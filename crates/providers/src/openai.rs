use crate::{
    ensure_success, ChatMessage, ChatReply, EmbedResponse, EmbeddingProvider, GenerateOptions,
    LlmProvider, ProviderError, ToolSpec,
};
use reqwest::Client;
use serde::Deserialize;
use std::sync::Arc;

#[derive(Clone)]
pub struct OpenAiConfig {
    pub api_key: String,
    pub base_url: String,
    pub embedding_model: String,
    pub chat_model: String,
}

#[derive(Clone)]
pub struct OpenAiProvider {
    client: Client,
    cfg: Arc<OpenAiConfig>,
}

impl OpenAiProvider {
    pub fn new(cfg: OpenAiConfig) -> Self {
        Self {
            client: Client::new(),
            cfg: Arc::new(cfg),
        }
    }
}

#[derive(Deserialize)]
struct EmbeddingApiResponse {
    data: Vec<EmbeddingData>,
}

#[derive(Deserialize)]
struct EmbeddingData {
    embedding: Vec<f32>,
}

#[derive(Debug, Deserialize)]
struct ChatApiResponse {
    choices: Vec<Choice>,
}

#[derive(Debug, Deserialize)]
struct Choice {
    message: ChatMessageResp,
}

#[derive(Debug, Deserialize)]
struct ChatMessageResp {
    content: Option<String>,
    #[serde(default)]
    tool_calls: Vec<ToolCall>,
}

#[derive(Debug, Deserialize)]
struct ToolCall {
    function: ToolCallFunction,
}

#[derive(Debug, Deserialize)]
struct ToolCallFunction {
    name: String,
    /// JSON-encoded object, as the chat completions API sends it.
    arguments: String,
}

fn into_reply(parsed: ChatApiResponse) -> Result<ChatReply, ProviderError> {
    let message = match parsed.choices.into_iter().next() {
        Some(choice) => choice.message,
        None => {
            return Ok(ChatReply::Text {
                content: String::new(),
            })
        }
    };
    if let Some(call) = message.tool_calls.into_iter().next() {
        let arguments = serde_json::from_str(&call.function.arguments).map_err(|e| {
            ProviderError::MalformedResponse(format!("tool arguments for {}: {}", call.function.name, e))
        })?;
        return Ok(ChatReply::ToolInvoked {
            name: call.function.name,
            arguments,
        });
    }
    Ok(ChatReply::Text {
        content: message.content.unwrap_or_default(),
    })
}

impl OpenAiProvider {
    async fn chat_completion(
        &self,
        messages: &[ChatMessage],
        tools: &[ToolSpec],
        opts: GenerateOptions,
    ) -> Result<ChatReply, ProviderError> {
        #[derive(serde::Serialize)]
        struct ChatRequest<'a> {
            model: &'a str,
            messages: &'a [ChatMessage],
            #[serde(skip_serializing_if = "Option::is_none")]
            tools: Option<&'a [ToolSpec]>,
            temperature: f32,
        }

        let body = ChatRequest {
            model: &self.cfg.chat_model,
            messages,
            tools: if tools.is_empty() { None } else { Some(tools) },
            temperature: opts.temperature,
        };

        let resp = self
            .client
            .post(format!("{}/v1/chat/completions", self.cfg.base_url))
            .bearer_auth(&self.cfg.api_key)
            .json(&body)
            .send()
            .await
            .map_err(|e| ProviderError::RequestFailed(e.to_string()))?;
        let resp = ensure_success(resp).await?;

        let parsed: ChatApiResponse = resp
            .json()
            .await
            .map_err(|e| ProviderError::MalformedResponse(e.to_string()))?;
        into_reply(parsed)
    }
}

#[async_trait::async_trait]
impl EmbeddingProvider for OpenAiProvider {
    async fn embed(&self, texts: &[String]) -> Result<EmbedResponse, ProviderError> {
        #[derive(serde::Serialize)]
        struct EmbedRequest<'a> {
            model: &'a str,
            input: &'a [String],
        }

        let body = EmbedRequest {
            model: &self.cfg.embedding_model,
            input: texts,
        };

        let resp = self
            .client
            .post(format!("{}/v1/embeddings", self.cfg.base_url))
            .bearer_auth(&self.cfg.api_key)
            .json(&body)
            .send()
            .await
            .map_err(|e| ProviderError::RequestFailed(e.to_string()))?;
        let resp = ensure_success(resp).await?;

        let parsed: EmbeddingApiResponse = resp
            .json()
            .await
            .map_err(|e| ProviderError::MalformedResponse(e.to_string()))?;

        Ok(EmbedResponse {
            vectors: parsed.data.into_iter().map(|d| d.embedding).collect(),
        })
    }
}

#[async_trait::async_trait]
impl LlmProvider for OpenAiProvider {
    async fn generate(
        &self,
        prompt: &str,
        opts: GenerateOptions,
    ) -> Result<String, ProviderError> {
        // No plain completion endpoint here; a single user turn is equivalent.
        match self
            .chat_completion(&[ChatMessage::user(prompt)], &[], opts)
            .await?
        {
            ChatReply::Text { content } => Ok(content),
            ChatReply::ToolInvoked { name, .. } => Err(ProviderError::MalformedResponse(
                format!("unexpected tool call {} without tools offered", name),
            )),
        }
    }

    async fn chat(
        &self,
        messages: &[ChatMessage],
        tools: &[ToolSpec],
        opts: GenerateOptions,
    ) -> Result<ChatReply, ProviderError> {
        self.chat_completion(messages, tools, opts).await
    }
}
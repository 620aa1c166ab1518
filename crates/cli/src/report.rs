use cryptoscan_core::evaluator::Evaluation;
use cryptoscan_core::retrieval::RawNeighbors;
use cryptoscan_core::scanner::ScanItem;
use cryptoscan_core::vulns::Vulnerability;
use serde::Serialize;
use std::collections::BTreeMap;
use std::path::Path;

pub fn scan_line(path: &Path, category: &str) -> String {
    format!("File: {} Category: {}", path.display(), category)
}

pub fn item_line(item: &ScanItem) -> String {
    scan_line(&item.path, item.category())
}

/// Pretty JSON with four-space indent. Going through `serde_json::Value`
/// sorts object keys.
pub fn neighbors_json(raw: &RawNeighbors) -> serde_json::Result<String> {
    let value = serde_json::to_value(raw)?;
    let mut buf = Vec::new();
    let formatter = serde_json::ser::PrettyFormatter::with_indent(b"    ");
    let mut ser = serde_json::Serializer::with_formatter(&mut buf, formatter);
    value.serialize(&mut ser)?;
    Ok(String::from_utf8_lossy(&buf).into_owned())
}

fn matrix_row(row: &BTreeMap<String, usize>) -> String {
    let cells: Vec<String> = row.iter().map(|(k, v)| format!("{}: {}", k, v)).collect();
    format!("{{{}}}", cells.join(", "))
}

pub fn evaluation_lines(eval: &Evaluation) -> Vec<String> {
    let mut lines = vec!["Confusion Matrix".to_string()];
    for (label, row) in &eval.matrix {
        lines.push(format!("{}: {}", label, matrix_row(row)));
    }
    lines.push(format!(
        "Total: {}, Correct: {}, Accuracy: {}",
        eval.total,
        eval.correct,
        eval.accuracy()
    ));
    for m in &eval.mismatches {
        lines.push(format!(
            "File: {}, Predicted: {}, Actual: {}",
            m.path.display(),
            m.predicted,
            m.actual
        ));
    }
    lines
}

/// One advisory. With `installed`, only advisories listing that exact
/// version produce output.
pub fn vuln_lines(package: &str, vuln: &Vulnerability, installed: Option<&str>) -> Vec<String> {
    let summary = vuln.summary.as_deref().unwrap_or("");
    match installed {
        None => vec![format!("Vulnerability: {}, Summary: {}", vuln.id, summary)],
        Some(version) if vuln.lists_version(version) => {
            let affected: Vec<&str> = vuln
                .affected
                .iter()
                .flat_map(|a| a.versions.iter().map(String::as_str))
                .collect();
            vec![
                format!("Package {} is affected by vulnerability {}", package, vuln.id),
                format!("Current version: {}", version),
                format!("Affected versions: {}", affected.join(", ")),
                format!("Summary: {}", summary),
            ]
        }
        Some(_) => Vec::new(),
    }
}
* * * * *
▶ Problem:
Make an exact transcription of all the records.

▶ Result:
filename crates/providers/src/openai.rs
use crate::{
    ensure_success, ChatMessage, ChatReply, EmbedResponse, EmbeddingProvider, GenerateOptions,
    LlmProvider, ProviderError, ToolSpec,
};
use reqwest::Client;
use serde::Deserialize;
use std::sync::Arc;

#[derive(Clone)]
pub struct OpenAiConfig {
    pub api_key: String,
    pub base_url: String,
    pub embedding_model: String,
    pub chat_model: String,
}

#[derive(Clone)]
pub struct OpenAiProvider {
    client: Client,
    cfg: Arc<OpenAiConfig>,
}

impl OpenAiProvider {
    pub fn new(cfg: OpenAiConfig) -> Self {
        Self {
            client: Client::new(),
            cfg: Arc::new(cfg),
        }
    }
}

#[derive(Deserialize)]
struct EmbeddingApiResponse {
    data: Vec<EmbeddingData>,
}

#[derive(Deserialize)]
struct EmbeddingData {
    embedding: Vec<f32>,
}

#[derive(Debug, Deserialize)]
struct ChatApiResponse {
    choices: Vec<Choice>,
}

#[derive(Debug, Deserialize)]
struct Choice {
    message: ChatMessageResp,
}

#[derive(Debug, Deserialize)]
struct ChatMessageResp {
    content: Option<String>,
    #[serde(default)]
    tool_calls: Vec<ToolCall>,
}

#[derive(Debug, Deserialize)]
struct ToolCall {
    function: ToolCallFunction,
}

#[derive(Debug, Deserialize)]
struct ToolCallFunction {
    name: String,
    /// JSON-encoded object, as the chat completions API sends it.
    arguments: String,
}

fn into_reply(parsed: ChatApiResponse) -> Result<ChatReply, ProviderError> {
    let message = match parsed.choices.into_iter().next() {
        Some(choice) => choice.message,
        None => {
            return Ok(ChatReply::Text {
                content: String::new(),
            })
        }
    };
    if let Some(call) = message.tool_calls.into_iter().next() {
        let arguments = serde_json::from_str(&call.function.arguments).map_err(|e| {
            ProviderError::MalformedResponse(format!("tool arguments for {}: {}", call.function.name, e))
        })?;
        return Ok(ChatReply::ToolInvoked {
            name: call.function.name,
            arguments,
        });
    }
    Ok(ChatReply::Text {
        content: message.content.unwrap_or_default(),
    })
}

impl OpenAiProvider {
    async fn chat_completion(
        &self,
        messages: &[ChatMessage],
        tools: &[ToolSpec],
        opts: GenerateOptions,
    ) -> Result<ChatReply, ProviderError> {
        #[derive(serde::Serialize)]
        struct ChatRequest<'a> {
            model: &'a str,
            messages: &'a [ChatMessage],
            #[serde(skip_serializing_if = "Option::is_none")]
            tools: Option<&'a [ToolSpec]>,
            temperature: f32,
        }

        let body = ChatRequest {
            model: &self.cfg.chat_model,
            messages,
            tools: if tools.is_empty() { None } else { Some(tools) },
            temperature: opts.temperature,
        };

        let resp = self
            .client
            .post(format!("{}/v1/chat/completions", self.cfg.base_url))
            .bearer_auth(&self.cfg.api_key)
            .json(&body)
            .send()
            .await
            .map_err(|e| ProviderError::RequestFailed(e.to_string()))?;
        let resp = ensure_success(resp).await?;

        let parsed: ChatApiResponse = resp
            .json()
            .await
            .map_err(|e| ProviderError::MalformedResponse(e.to_string()))?;
        into_reply(parsed)
    }
}

#[async_trait::async_trait]
impl EmbeddingProvider for OpenAiProvider {
    async fn embed(&self, texts: &[String]) -> Result<EmbedResponse, ProviderError> {
        #[derive(serde::Serialize)]
        struct EmbedRequest<'a> {
            model: &'a str,
            input: &'a [String],
        }

        let body = EmbedRequest {
            model: &self.cfg.embedding_model,
            input: texts,
        };

        let resp = self
            .client
            .post(format!("{}/v1/embeddings", self.cfg.base_url))
            .bearer_auth(&self.cfg.api_key)
            .json(&body)
            .send()
            .await
            .map_err(|e| ProviderError::RequestFailed(e.to_string()))?;
        let resp = ensure_success(resp).await?;

        let parsed: EmbeddingApiResponse = resp
            .json()
            .await
            .map_err(|e| ProviderError::MalformedResponse(e.to_string()))?;

        Ok(EmbedResponse {
            vectors: parsed.data.into_iter().map(|d| d.embedding).collect(),
        })
    }
}

#[async_trait::async_trait]
impl LlmProvider for OpenAiProvider {
    async fn generate(
        &self,
        prompt: &str,
        opts: GenerateOptions,
    ) -> Result<String, ProviderError> {
        // No plain completion endpoint here; a single user turn is equivalent.
        match self
            .chat_completion(&[ChatMessage::user(prompt)], &[], opts)
            .await?
        {
            ChatReply::Text { content } => Ok(content),
            ChatReply::ToolInvoked { name, .. } => Err(ProviderError::MalformedResponse(
                format!("unexpected tool call {} without tools offered", name),
            )),
        }
    }

    async fn chat(
        &self,
        messages: &[ChatMessage],
        tools: &[ToolSpec],
        opts: GenerateOptions,
    ) -> Result<ChatReply, ProviderError> {
        self.chat_completion(messages, tools, opts).await
    }
}
repository 620aa1c166ab1518
filename crates/cli/src/report.rs
use cryptoscan_core::evaluator::Evaluation;
use cryptoscan_core::retrieval::RawNeighbors;
use cryptoscan_core::scanner::ScanItem;
use cryptoscan_core::vulns::Vulnerability;
use serde::Serialize;
use std::collections::BTreeMap;
use std::path::Path;

pub fn scan_line(path: &Path, category: &str) -> String {
    format!("File: {} Category: {}", path.display(), category)
}

pub fn item_line(item: &ScanItem) -> String {
    scan_line(&item.path, item.category())
}

/// Pretty JSON with four-space indent. Going through `serde_json::Value`
/// sorts object keys.
pub fn neighbors_json(raw: &RawNeighbors) -> serde_json::Result<String> {
    let value = serde_json::to_value(raw)?;
    let mut buf = Vec::new();
    let formatter = serde_json::ser::PrettyFormatter::with_indent(b"    ");
    let mut ser = serde_json::Serializer::with_formatter(&mut buf, formatter);
    value.serialize(&mut ser)?;
    Ok(String::from_utf8_lossy(&buf).into_owned())
}

fn matrix_row(row: &BTreeMap<String, usize>) -> String {
    let cells: Vec<String> = row.iter().map(|(k, v)| format!("{}: {}", k, v)).collect();
    format!("{{{}}}", cells.join(", "))
}

pub fn evaluation_lines(eval: &Evaluation) -> Vec<String> {
    let mut lines = vec!["Confusion Matrix".to_string()];
    for (label, row) in &eval.matrix {
        lines.push(format!("{}: {}", label, matrix_row(row)));
    }
    lines.push(format!(
        "Total: {}, Correct: {}, Accuracy: {}",
        eval.total,
        eval.correct,
        eval.accuracy()
    ));
    for m in &eval.mismatches {
        lines.push(format!(
            "File: {}, Predicted: {}, Actual: {}",
            m.path.display(),
            m.predicted,
            m.actual
        ));
    }
    lines
}

/// One advisory. With `installed`, only advisories listing that exact
/// version produce output.
pub fn vuln_lines(package: &str, vuln: &Vulnerability, installed: Option<&str>) -> Vec<String> {
    let summary = vuln.summary.as_deref().unwrap_or("");
    match installed {
        None => vec![format!("Vulnerability: {}, Summary: {}", vuln.id, summary)],
        Some(version) if vuln.lists_version(version) => {
            let affected: Vec<&str> = vuln
                .affected
                .iter()
                .flat_map(|a| a.versions.iter().map(String::as_str))
                .collect();
            vec![
                format!("Package {} is affected by vulnerability {}", package, vuln.id),
                format!("Current version: {}", version),
                format!("Affected versions: {}", affected.join(", ")),
                format!("Summary: {}", summary),
            ]
        }
        Some(_) => Vec::new(),
    }
}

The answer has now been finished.